[Data extract]
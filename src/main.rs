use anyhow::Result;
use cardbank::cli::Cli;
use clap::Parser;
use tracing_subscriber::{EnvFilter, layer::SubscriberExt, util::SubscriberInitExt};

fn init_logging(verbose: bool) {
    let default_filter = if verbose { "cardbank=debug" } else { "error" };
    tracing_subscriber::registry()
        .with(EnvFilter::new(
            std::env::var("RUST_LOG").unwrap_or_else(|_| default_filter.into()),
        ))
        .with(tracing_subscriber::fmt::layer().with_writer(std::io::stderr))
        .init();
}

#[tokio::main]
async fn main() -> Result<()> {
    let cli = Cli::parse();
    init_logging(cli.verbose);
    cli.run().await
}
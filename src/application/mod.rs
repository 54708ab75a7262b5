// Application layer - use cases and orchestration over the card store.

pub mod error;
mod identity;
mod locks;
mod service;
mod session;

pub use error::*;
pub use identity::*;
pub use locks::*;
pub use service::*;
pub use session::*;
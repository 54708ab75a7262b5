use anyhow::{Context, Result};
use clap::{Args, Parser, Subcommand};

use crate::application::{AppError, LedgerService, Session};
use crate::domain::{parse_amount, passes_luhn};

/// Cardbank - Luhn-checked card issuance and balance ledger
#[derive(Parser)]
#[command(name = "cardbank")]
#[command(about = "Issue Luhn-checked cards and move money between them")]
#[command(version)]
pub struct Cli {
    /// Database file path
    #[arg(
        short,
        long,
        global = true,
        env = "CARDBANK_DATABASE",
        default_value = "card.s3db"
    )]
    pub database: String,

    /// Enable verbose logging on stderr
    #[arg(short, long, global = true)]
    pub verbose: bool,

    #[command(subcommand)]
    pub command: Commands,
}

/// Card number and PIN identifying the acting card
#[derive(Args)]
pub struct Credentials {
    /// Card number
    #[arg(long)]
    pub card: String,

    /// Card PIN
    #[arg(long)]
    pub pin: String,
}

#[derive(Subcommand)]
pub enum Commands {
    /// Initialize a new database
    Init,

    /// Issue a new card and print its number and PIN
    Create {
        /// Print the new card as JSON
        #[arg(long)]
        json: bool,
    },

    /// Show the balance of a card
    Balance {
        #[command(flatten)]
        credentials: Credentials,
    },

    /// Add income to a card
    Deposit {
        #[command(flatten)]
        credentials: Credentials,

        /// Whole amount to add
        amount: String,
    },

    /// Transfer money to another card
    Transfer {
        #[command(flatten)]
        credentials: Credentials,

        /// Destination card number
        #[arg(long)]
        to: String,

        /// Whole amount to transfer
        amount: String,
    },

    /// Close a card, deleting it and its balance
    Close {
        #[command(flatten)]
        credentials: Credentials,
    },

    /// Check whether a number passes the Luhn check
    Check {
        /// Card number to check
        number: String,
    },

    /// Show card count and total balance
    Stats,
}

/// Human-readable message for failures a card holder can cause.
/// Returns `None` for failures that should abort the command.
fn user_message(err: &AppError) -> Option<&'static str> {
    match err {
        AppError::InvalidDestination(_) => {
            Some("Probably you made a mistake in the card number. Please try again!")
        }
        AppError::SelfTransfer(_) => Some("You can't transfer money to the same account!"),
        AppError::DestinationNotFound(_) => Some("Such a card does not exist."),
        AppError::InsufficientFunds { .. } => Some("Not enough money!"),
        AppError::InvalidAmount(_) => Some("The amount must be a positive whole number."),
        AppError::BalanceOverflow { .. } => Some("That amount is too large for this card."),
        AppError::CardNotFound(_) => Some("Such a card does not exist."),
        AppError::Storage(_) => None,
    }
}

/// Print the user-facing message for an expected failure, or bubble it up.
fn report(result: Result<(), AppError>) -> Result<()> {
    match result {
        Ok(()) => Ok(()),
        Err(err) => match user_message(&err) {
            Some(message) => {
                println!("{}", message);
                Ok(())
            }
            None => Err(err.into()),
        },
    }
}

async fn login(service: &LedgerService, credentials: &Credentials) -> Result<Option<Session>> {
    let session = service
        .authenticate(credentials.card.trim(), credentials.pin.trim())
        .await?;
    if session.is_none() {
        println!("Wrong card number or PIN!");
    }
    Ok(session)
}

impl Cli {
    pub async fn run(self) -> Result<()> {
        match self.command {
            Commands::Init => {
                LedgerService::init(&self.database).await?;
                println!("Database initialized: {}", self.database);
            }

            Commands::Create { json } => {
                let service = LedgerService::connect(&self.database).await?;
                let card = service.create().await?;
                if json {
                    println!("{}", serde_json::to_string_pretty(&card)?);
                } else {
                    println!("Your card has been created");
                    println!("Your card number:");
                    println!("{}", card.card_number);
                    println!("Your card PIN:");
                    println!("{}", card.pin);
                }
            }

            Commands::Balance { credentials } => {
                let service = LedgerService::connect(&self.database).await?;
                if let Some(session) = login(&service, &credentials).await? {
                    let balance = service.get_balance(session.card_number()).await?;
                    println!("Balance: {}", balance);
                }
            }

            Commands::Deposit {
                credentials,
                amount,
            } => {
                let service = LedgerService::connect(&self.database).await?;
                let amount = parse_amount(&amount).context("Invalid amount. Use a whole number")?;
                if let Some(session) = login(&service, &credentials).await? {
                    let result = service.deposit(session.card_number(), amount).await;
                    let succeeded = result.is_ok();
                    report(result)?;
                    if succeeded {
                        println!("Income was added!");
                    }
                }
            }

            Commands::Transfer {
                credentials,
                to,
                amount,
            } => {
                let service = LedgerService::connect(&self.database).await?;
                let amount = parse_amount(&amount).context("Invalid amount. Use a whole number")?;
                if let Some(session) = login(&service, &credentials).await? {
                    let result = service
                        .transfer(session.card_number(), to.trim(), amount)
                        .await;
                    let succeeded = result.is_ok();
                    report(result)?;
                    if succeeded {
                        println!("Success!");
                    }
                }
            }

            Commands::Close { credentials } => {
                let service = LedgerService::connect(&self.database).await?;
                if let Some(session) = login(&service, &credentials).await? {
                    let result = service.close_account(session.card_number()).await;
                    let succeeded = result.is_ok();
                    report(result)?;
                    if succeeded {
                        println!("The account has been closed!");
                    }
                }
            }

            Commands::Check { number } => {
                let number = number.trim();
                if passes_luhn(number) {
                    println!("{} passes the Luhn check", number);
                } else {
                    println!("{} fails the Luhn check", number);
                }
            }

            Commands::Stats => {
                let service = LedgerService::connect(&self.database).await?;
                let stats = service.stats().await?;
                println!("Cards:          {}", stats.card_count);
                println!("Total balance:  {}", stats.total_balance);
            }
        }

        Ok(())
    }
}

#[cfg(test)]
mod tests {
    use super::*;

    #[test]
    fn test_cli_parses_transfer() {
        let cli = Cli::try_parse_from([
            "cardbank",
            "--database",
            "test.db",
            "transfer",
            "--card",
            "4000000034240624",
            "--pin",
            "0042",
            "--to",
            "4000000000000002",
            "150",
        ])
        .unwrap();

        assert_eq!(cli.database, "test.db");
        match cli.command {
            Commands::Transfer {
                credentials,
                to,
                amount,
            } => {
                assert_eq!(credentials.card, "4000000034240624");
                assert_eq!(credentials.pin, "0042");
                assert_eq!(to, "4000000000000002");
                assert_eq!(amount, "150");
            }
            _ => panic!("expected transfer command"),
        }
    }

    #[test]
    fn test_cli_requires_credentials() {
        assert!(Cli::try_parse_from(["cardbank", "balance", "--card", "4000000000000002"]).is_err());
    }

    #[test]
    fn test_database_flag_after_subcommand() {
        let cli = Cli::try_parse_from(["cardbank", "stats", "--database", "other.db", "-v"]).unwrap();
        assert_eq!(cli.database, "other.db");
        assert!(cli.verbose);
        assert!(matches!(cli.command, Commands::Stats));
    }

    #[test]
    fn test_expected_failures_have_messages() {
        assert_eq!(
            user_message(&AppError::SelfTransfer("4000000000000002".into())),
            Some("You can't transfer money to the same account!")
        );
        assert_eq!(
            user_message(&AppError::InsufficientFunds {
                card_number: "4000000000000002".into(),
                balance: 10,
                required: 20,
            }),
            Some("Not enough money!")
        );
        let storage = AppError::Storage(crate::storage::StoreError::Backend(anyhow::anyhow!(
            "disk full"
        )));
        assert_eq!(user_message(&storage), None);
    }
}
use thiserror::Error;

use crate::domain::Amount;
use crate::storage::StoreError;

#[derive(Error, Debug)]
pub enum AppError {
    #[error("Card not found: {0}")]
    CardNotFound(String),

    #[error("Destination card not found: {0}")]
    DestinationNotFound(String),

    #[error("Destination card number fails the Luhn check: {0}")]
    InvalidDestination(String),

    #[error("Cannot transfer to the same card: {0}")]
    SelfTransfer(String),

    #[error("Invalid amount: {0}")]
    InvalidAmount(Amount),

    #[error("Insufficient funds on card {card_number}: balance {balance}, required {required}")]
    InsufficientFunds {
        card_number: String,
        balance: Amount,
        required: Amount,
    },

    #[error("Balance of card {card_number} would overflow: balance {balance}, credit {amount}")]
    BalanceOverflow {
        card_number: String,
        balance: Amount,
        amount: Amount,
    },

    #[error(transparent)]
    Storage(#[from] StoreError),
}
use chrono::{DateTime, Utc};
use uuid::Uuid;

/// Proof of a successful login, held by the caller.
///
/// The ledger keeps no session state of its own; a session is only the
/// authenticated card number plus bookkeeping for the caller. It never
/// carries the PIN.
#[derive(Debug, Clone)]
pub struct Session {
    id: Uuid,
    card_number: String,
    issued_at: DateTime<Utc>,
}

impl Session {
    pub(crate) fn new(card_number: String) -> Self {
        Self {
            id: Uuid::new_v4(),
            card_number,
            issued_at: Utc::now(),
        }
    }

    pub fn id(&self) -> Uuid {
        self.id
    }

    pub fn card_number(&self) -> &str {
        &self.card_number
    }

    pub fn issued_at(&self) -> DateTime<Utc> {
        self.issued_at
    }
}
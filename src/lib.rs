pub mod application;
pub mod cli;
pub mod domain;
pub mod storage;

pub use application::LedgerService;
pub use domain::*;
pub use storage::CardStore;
[/Data extract]
▶ **Description of the task**: The required output is the line containing "filename src/lib.rs" through the last line of the records above, each copied exactly and nothing more.

▶ **Solution below**:
filename src/lib.rs
pub mod application;
pub mod cli;
pub mod domain;
pub mod storage;

pub use application::LedgerService;
pub use domain::*;
pub use storage::CardStore;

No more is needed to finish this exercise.